[Saved entries]
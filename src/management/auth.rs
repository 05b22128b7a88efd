use std::path::PathBuf;

use chrono::Utc;

use crate::{Res, config, spotify, types::Token};

pub struct TokenManager {
    token: Token,
}

impl TokenManager {
    pub fn new(token: Token) -> Self {
        TokenManager { token }
    }

    pub async fn load() -> Result<Self, String> {
        let path = Self::token_path();
        let content = async_fs::read_to_string(&path)
            .await
            .map_err(|e| e.to_string())?;
        let token: Token = serde_json::from_str(&content).map_err(|e| e.to_string())?;
        Ok(Self { token })
    }

    pub async fn persist(&self) -> Result<(), String> {
        let path = Self::token_path();
        if let Some(parent) = path.parent() {
            async_fs::create_dir_all(parent)
                .await
                .map_err(|e| e.to_string())?;
        }

        let json = serde_json::to_string_pretty(&self.token).map_err(|e| e.to_string())?;
        async_fs::write(path, json).await.map_err(|e| e.to_string())
    }

    /// Returns an access token, refreshing and persisting it first when it is
    /// about to expire.
    pub async fn get_valid_token(&mut self) -> Res<String> {
        if self.is_expired() {
            let mut new_token = spotify::auth::refresh_token(&self.token.refresh_token).await?;
            // Spotify may omit the refresh token when it does not rotate it.
            if new_token.refresh_token.is_empty() {
                new_token.refresh_token = self.token.refresh_token.clone();
            }
            self.token = new_token;
            self.persist().await?;
        }

        Ok(self.token.access_token.clone())
    }

    fn is_expired(&self) -> bool {
        let now = Utc::now().timestamp() as u64;
        now + 240 >= self.token.obtained_at + self.token.expires_in
    }

    fn token_path() -> PathBuf {
        config::app_dir().join("token.json")
    }
}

## TASK REQUIREMENTS
Please give back all of the data exactly as it appears.

## RESULT FOR THIS TASK
filename src/management/auth.rs
repository 05b22128b7a88efd
use std::path::PathBuf;

use chrono::Utc;

use crate::{Res, config, spotify, types::Token};

pub struct TokenManager {
    token: Token,
}

impl TokenManager {
    pub fn new(token: Token) -> Self {
        TokenManager { token }
    }

    pub async fn load() -> Result<Self, String> {
        let path = Self::token_path();
        let content = async_fs::read_to_string(&path)
            .await
            .map_err(|e| e.to_string())?;
        let token: Token = serde_json::from_str(&content).map_err(|e| e.to_string())?;
        Ok(Self { token })
    }

    pub async fn persist(&self) -> Result<(), String> {
        let path = Self::token_path();
        if let Some(parent) = path.parent() {
            async_fs::create_dir_all(parent)
                .await
                .map_err(|e| e.to_string())?;
        }

        let json = serde_json::to_string_pretty(&self.token).map_err(|e| e.to_string())?;
        async_fs::write(path, json).await.map_err(|e| e.to_string())
    }

    /// Returns an access token, refreshing and persisting it first when it is
    /// about to expire.
    pub async fn get_valid_token(&mut self) -> Res<String> {
        if self.is_expired() {
            let mut new_token = spotify::auth::refresh_token(&self.token.refresh_token).await?;
            // Spotify may omit the refresh token when it does not rotate it.
            if new_token.refresh_token.is_empty() {
                new_token.refresh_token = self.token.refresh_token.clone();
            }
            self.token = new_token;
            self.persist().await?;
        }

        Ok(self.token.access_token.clone())
    }

    fn is_expired(&self) -> bool {
        let now = Utc::now().timestamp() as u64;
        now + 240 >= self.token.obtained_at + self.token.expires_in
    }

    fn token_path() -> PathBuf {
        config::app_dir().join("token.json")
    }
}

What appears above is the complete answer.